Gene expression in Leishmania: analysis of essential 5' DNA sequences.

Abstract

A major unanswered question in Kinetoplastida parasites is the mechanism of regulating gene expression. Using a transfection system, we have previously shown that the intergenic region of the alpha-tubulin gene of Leishmania enriettii contained sequences required for gene expression. The goal of the work reported here was to determine whether the Leishmania-derived sequences were providing transcriptional control signals or functioning at a post-transcriptional level, most likely in trans-splicing.

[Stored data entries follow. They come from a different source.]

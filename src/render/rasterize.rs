use std::sync::Arc;

use crate::foundation::core::Rgba;
use crate::foundation::error::{AstraError, AstraResult};
use crate::layers::primitive::Primitive;
use crate::raster::Raster;

/// Antialiased painter over a square canvas.
///
/// Owns a `vello_cpu` scene seeded with the base raster; layers append
/// primitives in composition order and `finish` resolves the scene to RGB
/// bytes. Unit-square geometry (origin bottom-left) is mapped to pixel space
/// here, including the y-flip, so layers never see pixel coordinates.
pub(crate) struct CanvasPainter {
    ctx: vello_cpu::RenderContext,
    side: u32,
}

impl CanvasPainter {
    /// Start a scene with `base` filling the whole canvas.
    pub(crate) fn new(base: &Raster) -> AstraResult<Self> {
        let side = base.size();
        let dim: u16 = side
            .try_into()
            .map_err(|_| AstraError::render(format!("canvas side {side} exceeds u16")))?;

        let mut ctx = vello_cpu::RenderContext::new(dim, dim);
        ctx.set_transform(vello_cpu::kurbo::Affine::IDENTITY);
        ctx.set_paint_transform(vello_cpu::kurbo::Affine::IDENTITY);
        ctx.set_paint(base_image_paint(base)?);
        ctx.fill_rect(&vello_cpu::kurbo::Rect::new(
            0.0,
            0.0,
            f64::from(side),
            f64::from(side),
        ));

        Ok(Self { ctx, side })
    }

    /// Append one layer's primitives; later draws overpaint earlier ones.
    pub(crate) fn draw(&mut self, primitives: &[Primitive]) {
        let s = f64::from(self.side);
        let to_px = |p: kurbo::Point| vello_cpu::kurbo::Point::new(p.x * s, (1.0 - p.y) * s);

        for prim in primitives {
            match prim {
                Primitive::Polyline {
                    points,
                    color,
                    width,
                    round_caps,
                } => {
                    if points.len() < 2 {
                        continue;
                    }
                    let mut path = vello_cpu::kurbo::BezPath::new();
                    path.move_to(to_px(points[0]));
                    for p in &points[1..] {
                        path.line_to(to_px(*p));
                    }
                    let cap = if *round_caps {
                        vello_cpu::kurbo::Cap::Round
                    } else {
                        vello_cpu::kurbo::Cap::Butt
                    };
                    let stroke = vello_cpu::kurbo::Stroke::new(width * s)
                        .with_caps(cap)
                        .with_join(vello_cpu::kurbo::Join::Round);
                    self.ctx.set_paint(paint_color(*color));
                    self.ctx.set_stroke(stroke);
                    self.ctx.stroke_path(&path);
                }
                Primitive::Circle {
                    center,
                    radius,
                    color,
                } => {
                    use vello_cpu::kurbo::Shape as _;

                    let circle = vello_cpu::kurbo::Circle::new(to_px(*center), radius * s);
                    let mut path = vello_cpu::kurbo::BezPath::new();
                    for el in circle.path_elements(0.1) {
                        path.push(el);
                    }
                    self.ctx.set_paint(paint_color(*color));
                    self.ctx.fill_path(&path);
                }
                Primitive::RectFill { rect, color } => {
                    // y-flip swaps which unit edge becomes the pixel top.
                    let px_rect = vello_cpu::kurbo::Rect::new(
                        rect.x0 * s,
                        (1.0 - rect.y1) * s,
                        rect.x1 * s,
                        (1.0 - rect.y0) * s,
                    );
                    self.ctx.set_paint(paint_color(*color));
                    self.ctx.fill_rect(&px_rect);
                }
            }
        }
    }

    /// Resolve the scene to an RGB raster.
    pub(crate) fn finish(mut self) -> AstraResult<Raster> {
        let dim = self.side as u16;
        let mut pixmap = vello_cpu::Pixmap::new(dim, dim);
        self.ctx.flush();
        self.ctx.render_to_pixmap(&mut pixmap);

        // The base fill is opaque, so alpha stays 255 and premultiplied
        // equals straight; the divide path is kept for safety.
        let premul = pixmap.data_as_u8_slice();
        let mut rgb = Vec::with_capacity((self.side as usize).pow(2) * 3);
        for px in premul.chunks_exact(4) {
            let a = px[3];
            match a {
                255 => rgb.extend_from_slice(&px[..3]),
                0 => rgb.extend_from_slice(&[0, 0, 0]),
                _ => {
                    let a16 = u16::from(a);
                    for &c in &px[..3] {
                        rgb.push(((u16::from(c) * 255 + a16 / 2) / a16).min(255) as u8);
                    }
                }
            }
        }
        Raster::from_rgb8(self.side, rgb)
    }
}

fn paint_color(c: Rgba) -> vello_cpu::peniko::Color {
    let [r, g, b, a] = c.to_rgba8();
    vello_cpu::peniko::Color::from_rgba8(r, g, b, a)
}

fn base_image_paint(base: &Raster) -> AstraResult<vello_cpu::Image> {
    let side = base.size();
    let w: u16 = side
        .try_into()
        .map_err(|_| AstraError::render("pixmap side exceeds u16"))?;

    let mut pixels = Vec::<vello_cpu::peniko::color::PremulRgba8>::with_capacity(
        (side as usize) * (side as usize),
    );
    for px in base.data().chunks_exact(3) {
        // Opaque pixels premultiply to themselves.
        pixels.push(vello_cpu::peniko::color::PremulRgba8::from_u8_array([
            px[0], px[1], px[2], 255,
        ]));
    }

    let pixmap = vello_cpu::Pixmap::from_parts_with_opacity(pixels, w, w, true);
    Ok(vello_cpu::Image {
        image: vello_cpu::ImageSource::Pixmap(Arc::new(pixmap)),
        sampler: vello_cpu::peniko::ImageSampler::default(),
    })
}
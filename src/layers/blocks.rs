use crate::field::rng::SeedStream;
use crate::foundation::core::{Rect, Rgba};
use crate::layers::primitive::Primitive;

// Placement band along the lower-left of the canvas.
const W_RANGE: (f64, f64) = (0.06, 0.18);
const H_RANGE: (f64, f64) = (0.12, 0.28);
const X_RANGE: (f64, f64) = (0.06, 0.36);
const Y_RANGE: (f64, f64) = (0.04, 0.14);

// Opaque accent palette: black and near-white.
const PALETTE: [Rgba; 2] = [
    Rgba {
        r: 0.0,
        g: 0.0,
        b: 0.0,
        a: 1.0,
    },
    Rgba {
        r: 0.95,
        g: 0.95,
        b: 0.95,
        a: 1.0,
    },
];

/// Randomly placed filled accent rectangles.
///
/// Each rectangle consumes exactly five draws in order: width, height, x, y,
/// palette index. Keeping that count fixed is what makes seeded output stable
/// when other layers are toggled.
pub(crate) fn blocks_layer(count: u32, rng: &mut SeedStream) -> Vec<Primitive> {
    (0..count)
        .map(|_| {
            let w = rng.next_uniform(W_RANGE.0, W_RANGE.1);
            let h = rng.next_uniform(H_RANGE.0, H_RANGE.1);
            let x = rng.next_uniform(X_RANGE.0, X_RANGE.1);
            let y = rng.next_uniform(Y_RANGE.0, Y_RANGE.1);
            let color = PALETTE[rng.next_index(PALETTE.len())];
            Primitive::RectFill {
                rect: Rect::new(x, y, x + w, y + h),
                color,
            }
        })
        .collect()
}
use std::collections::BTreeMap;

use crate::scene::params::RenderParams;

/// The fixed preset catalog, keyed by name.
///
/// Exposed read-only for discovery; callers clone an entry and tweak fields
/// from there. Every preset satisfies [`crate::validate_params`].
pub fn presets() -> BTreeMap<&'static str, RenderParams> {
    let mut map = BTreeMap::new();

    map.insert("default", RenderParams::default());

    map.insert(
        "geo-lines",
        RenderParams {
            use_dots: false,
            use_lines: true,
            use_contours: false,
            use_arcs: true,
            use_blocks: false,
            line_density: 90,
            line_lw: 1.6,
            arc_count: 7,
            ..Default::default()
        },
    );

    map.insert(
        "contour-field",
        RenderParams {
            use_lines: false,
            use_contours: true,
            contour_levels: 12,
            contour_lw: 1.6,
            use_arcs: false,
            use_blocks: false,
            ..Default::default()
        },
    );

    map.insert(
        "bold-grid",
        RenderParams {
            grid_n: 28,
            line_alpha: 0.3,
            line_density: 60,
            ..Default::default()
        },
    );

    map.insert(
        "warm-dusk",
        RenderParams {
            tone_lo: "#1b0f0a".to_owned(),
            tone_hi: "#f48b45".to_owned(),
            tone_strength: 0.95,
            ..Default::default()
        },
    );

    map
}

#[cfg(test)]
mod tests {
    use super::*;
    use crate::scene::validate::validate_params;

    #[test]
    fn catalog_has_the_expected_entries() {
        let map = presets();
        for name in ["default", "geo-lines", "contour-field", "bold-grid", "warm-dusk"] {
            assert!(map.contains_key(name), "missing preset {name}");
        }
        assert_eq!(map.len(), 5);
    }

    #[test]
    fn every_preset_validates() {
        for (name, p) in presets() {
            assert!(validate_params(&p).is_ok(), "preset {name} fails validation");
        }
    }

    #[test]
    fn presets_differ_from_default_where_documented() {
        let map = presets();
        assert!(!map["geo-lines"].use_contours);
        assert_eq!(map["contour-field"].contour_levels, 12);
        assert_eq!(map["bold-grid"].grid_n, 28);
        assert_eq!(map["warm-dusk"].tone_hi, "#f48b45");
    }
}
use crate::foundation::core::{Point, Rgba};
use crate::layers::STROKE_UNIT;
use crate::layers::primitive::Primitive;

// The pre-rotation family spans [-L, L] in both axes so that any rotation
// still covers the unit square after the 0.5*p + 0.5 remap.
const SPAN: f64 = 2.5;

/// Rotated family of evenly spaced parallel lines.
///
/// Each line is emitted at full span; the rasterizer clips to the canvas.
pub(crate) fn parallel_lines(
    angle_deg: f64,
    density: u32,
    lw: f64,
    alpha: f64,
) -> Vec<Primitive> {
    let color = Rgba::new(0.0, 0.0, 0.0, alpha);
    let width = lw * STROKE_UNIT;
    let angle = angle_deg.to_radians();
    let (sin, cos) = angle.sin_cos();
    let rotate = |x: f64, y: f64| {
        Point::new(
            0.5 * (cos * x - sin * y) + 0.5,
            0.5 * (sin * x + cos * y) + 0.5,
        )
    };

    let n = density.max(2);
    (0..n)
        .map(|i| {
            let offset = -SPAN + 2.0 * SPAN * f64::from(i) / f64::from(n - 1);
            Primitive::segment(
                rotate(-SPAN, offset),
                rotate(SPAN, offset),
                color,
                width,
            )
        })
        .collect()
}
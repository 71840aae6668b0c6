pub(crate) use kurbo::{Point, Rect};

/// Straight-alpha RGBA color, channels normalized to `[0, 1]`.
#[derive(Clone, Copy, Debug, PartialEq, serde::Serialize, serde::Deserialize)]
pub struct Rgba {
    /// Red channel.
    pub r: f64,
    /// Green channel.
    pub g: f64,
    /// Blue channel.
    pub b: f64,
    /// Alpha channel.
    pub a: f64,
}

impl Rgba {
    /// Create a color from normalized channels.
    pub fn new(r: f64, g: f64, b: f64, a: f64) -> Self {
        Self { r, g, b, a }
    }

    /// Create a fully opaque color.
    pub fn opaque(r: f64, g: f64, b: f64) -> Self {
        Self::new(r, g, b, 1.0)
    }

    /// Quantize to straight-alpha RGBA8.
    pub fn to_rgba8(self) -> [u8; 4] {
        fn to_u8(x: f64) -> u8 {
            (x.clamp(0.0, 1.0) * 255.0).round() as u8
        }
        [to_u8(self.r), to_u8(self.g), to_u8(self.b), to_u8(self.a)]
    }
}

#[cfg(test)]
mod tests {
    use super::*;

    #[test]
    fn rgba8_quantization_rounds_and_clamps() {
        assert_eq!(Rgba::new(0.0, 0.5, 1.0, 1.0).to_rgba8(), [0, 128, 255, 255]);
        assert_eq!(Rgba::new(-0.5, 2.0, 0.25, 0.0).to_rgba8(), [0, 255, 64, 0]);
    }
}
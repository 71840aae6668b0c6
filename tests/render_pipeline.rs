use astrafield::{AstraError, PLACEHOLDER_RGB, Raster, RenderParams, presets, render};

fn base_params(size: u32, seed: u64) -> RenderParams {
    RenderParams {
        size,
        seed: Some(seed),
        ..Default::default()
    }
}

fn placeholder(size: u32) -> Raster {
    Raster::solid(size, PLACEHOLDER_RGB)
}

fn decode(png: &[u8]) -> image::RgbImage {
    image::load_from_memory(png).expect("output decodes").to_rgb8()
}

#[test]
fn seeded_renders_are_byte_identical() {
    let _ = tracing_subscriber::fmt().with_test_writer().try_init();

    let params = base_params(256, 42);
    let base = placeholder(256);
    let a = render(&base, &params).unwrap();
    let b = render(&base, &params).unwrap();
    assert_eq!(a, b);
}

#[test]
fn unseeded_renders_differ() {
    let params = RenderParams {
        size: 256,
        seed: None,
        ..Default::default()
    };
    let base = placeholder(256);
    let a = render(&base, &params).unwrap();
    let b = render(&base, &params).unwrap();
    assert_ne!(a, b);
}

#[test]
fn output_dimensions_match_the_configured_size() {
    for size in [256u32, 400] {
        let params = base_params(size, 7);
        let img = decode(&render(&placeholder(size), &params).unwrap());
        assert_eq!(img.width(), size);
        assert_eq!(img.height(), size);
    }
}

#[test]
fn every_preset_renders_at_its_requested_size() {
    for (name, preset) in presets() {
        let params = RenderParams {
            size: 256,
            seed: Some(1),
            ..preset
        };
        let png = render(&placeholder(256), &params)
            .unwrap_or_else(|e| panic!("preset {name} failed: {e}"));
        let img = decode(&png);
        assert_eq!((img.width(), img.height()), (256, 256), "preset {name}");
    }
}

// All layers disabled with a 4-division grid: the canvas is the graded
// placeholder plus three translucent-white lines per axis.
#[test]
fn bare_grid_over_graded_placeholder() {
    let params = RenderParams {
        size: 256,
        seed: Some(42),
        grid_n: 4,
        use_dots: false,
        use_lines: false,
        use_contours: false,
        use_arcs: false,
        use_blocks: false,
        ..Default::default()
    };
    let img = decode(&render(&placeholder(256), &params).unwrap());
    assert_eq!((img.width(), img.height()), (256, 256));

    // Background is uniform away from the ruling at x or y in {64, 128, 192}.
    let off = img.get_pixel(10, 10);
    assert_eq!(img.get_pixel(200, 100), off);
    assert_eq!(img.get_pixel(30, 150), off);

    // Grid columns are strictly brighter than background columns.
    let col_sum = |x: u32| -> u32 {
        (0..256)
            .flat_map(|y| img.get_pixel(x, y).0)
            .map(u32::from)
            .sum()
    };
    let line_band: u32 = (62..67).map(col_sum).sum();
    let off_band: u32 = (30..35).map(col_sum).sum();
    assert!(
        line_band > off_band,
        "grid column band {line_band} should exceed background band {off_band}"
    );

    let row_sum = |y: u32| -> u32 {
        (0..256)
            .flat_map(|x| img.get_pixel(x, y).0)
            .map(u32::from)
            .sum()
    };
    let line_rows: u32 = (126..131).map(row_sum).sum();
    let off_rows: u32 = (96..101).map(row_sum).sum();
    assert!(line_rows > off_rows);
}

#[test]
fn malformed_tone_color_fails_before_rendering() {
    let params = RenderParams {
        size: 256,
        tone_lo: "notacolor".to_owned(),
        ..Default::default()
    };
    let err = render(&placeholder(256), &params).unwrap_err();
    assert!(matches!(err, AstraError::Color(_)), "{err}");
    assert!(err.to_string().contains("notacolor"));
}

#[test]
fn zero_block_count_matches_disabled_blocks() {
    let on_but_empty = RenderParams {
        use_blocks: true,
        block_count: 0,
        ..base_params(256, 9)
    };
    let off = RenderParams {
        use_blocks: false,
        block_count: 5,
        ..base_params(256, 9)
    };
    let base = placeholder(256);
    assert_eq!(
        render(&base, &on_but_empty).unwrap(),
        render(&base, &off).unwrap()
    );
}

#[test]
fn seeded_dot_screen_is_reproducible() {
    let params = RenderParams {
        use_dots: true,
        ..base_params(256, 123)
    };
    let base = placeholder(256);
    assert_eq!(render(&base, &params).unwrap(), render(&base, &params).unwrap());
}

#[test]
fn mismatched_base_raster_is_rejected() {
    let params = base_params(256, 1);
    let err = render(&placeholder(128), &params).unwrap_err();
    assert!(matches!(err, AstraError::Raster(_)), "{err}");
}

#[test]
fn photo_base_changes_the_output() {
    let params = base_params(256, 5);
    let dark = render(&placeholder(256), &params).unwrap();
    let light = render(&Raster::solid(256, [220, 220, 210]), &params).unwrap();
    assert_ne!(dark, light);
}
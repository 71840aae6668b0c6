use serde::{Deserialize, Serialize};

/// Complete render configuration.
///
/// Immutable once handed to [`crate::render`]; the pipeline never mutates or
/// defaults fields on its own. Every field has a serde default so partial
/// JSON bodies deserialize into a fully specified config. Ranges are
/// enforced by [`crate::validate_params`] at the boundary, not here.
#[derive(Debug, Clone, Serialize, Deserialize)]
#[serde(default)]
pub struct RenderParams {
    /// Output side length in pixels, `[256, 4096]`.
    pub size: u32,
    /// Duotone shadow color (hex or named).
    pub tone_lo: String,
    /// Duotone highlight color (hex or named).
    pub tone_hi: String,
    /// Grade blend factor, `[0, 1]`; 0 is identity, 1 is pure duotone.
    pub tone_strength: f64,
    /// Seed for the render's random stream; `None` draws from OS entropy.
    pub seed: Option<u64>,

    /// Grid divisions, `[1, 64]`; 1 disables the ruling.
    pub grid_n: u32,

    /// Enable the halftone dot screen.
    pub use_dots: bool,
    /// Enable the rotated parallel-line family.
    pub use_lines: bool,
    /// Enable noise-field isolines.
    pub use_contours: bool,
    /// Enable the concentric corner arcs.
    pub use_arcs: bool,
    /// Enable the random accent blocks.
    pub use_blocks: bool,

    /// Dot sampling step in pixels, `[8, 128]`.
    pub dot_step: u32,
    /// Dot radius at full luminance, pixels, `[0, 50]`.
    pub dot_min: f64,
    /// Dot radius at zero luminance, pixels, `[0, 50]`.
    pub dot_max: f64,

    /// Line family rotation in degrees (any value).
    pub line_angle_deg: f64,
    /// Number of parallel lines, `[2, 400]`.
    pub line_density: u32,
    /// Line stroke width, `[0.2, 8]`.
    pub line_lw: f64,
    /// Line stroke alpha, `[0, 1]`.
    pub line_alpha: f64,

    /// Number of isoline thresholds, `[2, 40]`.
    pub contour_levels: u32,
    /// Isoline stroke alpha, `[0, 1]`.
    pub contour_alpha: f64,
    /// Isoline stroke width, `[0.2, 6]`.
    pub contour_lw: f64,

    /// Number of arcs, `[1, 40]`.
    pub arc_count: u32,
    /// Smallest arc radius, fraction of the canvas side, `[0, 1]`.
    pub arc_rmin: f64,
    /// Largest arc radius, fraction of the canvas side, `[0, 1]`.
    pub arc_rmax: f64,
    /// Radial jitter amplitude, `[0, 0.2]`.
    pub arc_jitter: f64,
    /// Arc stroke width, `[0.2, 12]`.
    pub arc_lw: f64,
    /// Arc stroke alpha, `[0, 1]`.
    pub arc_alpha: f64,

    /// Number of accent blocks, `[0, 10]`.
    pub block_count: u32,
}

impl Default for RenderParams {
    fn default() -> Self {
        Self {
            size: 1024,
            tone_lo: "#050a10".to_owned(),
            tone_hi: "#12cabf".to_owned(),
            tone_strength: 0.9,
            seed: None,

            grid_n: 16,

            use_dots: false,
            use_lines: true,
            use_contours: true,
            use_arcs: true,
            use_blocks: true,

            dot_step: 40,
            dot_min: 1.0,
            dot_max: 9.0,

            line_angle_deg: 22.0,
            line_density: 110,
            line_lw: 1.0,
            line_alpha: 0.22,

            contour_levels: 8,
            contour_alpha: 0.30,
            contour_lw: 1.1,

            arc_count: 6,
            arc_rmin: 0.07,
            arc_rmax: 0.24,
            arc_jitter: 0.012,
            arc_lw: 2.0,
            arc_alpha: 0.9,

            block_count: 2,
        }
    }
}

The chloramphenicol acetyltransferase (cat) gene was used as the reporter gene and was stably introduced into L. enriettii as part of an extrachromosomal element by transfection. We show here that the production of cat mRNA was dramatically dependent on the presence of the intergenic region 5' to the cat gene. The intergenic region could be substituted by a smaller fragment (222 base pairs) that contained the trans-splice acceptor site and an adjacent polypyrimidine tract. This native fragment could be replaced by a synthetic polypyrimidine tract containing an AG site. The native and the synthetic fragments had unidirectional activity. No effect on transcription of the cat gene by the wild-type fragment or the synthetic polypyrimidine was detected. The results indicate that both regions contain signals that affect RNA stability, probably sequences involved in trans-splicing.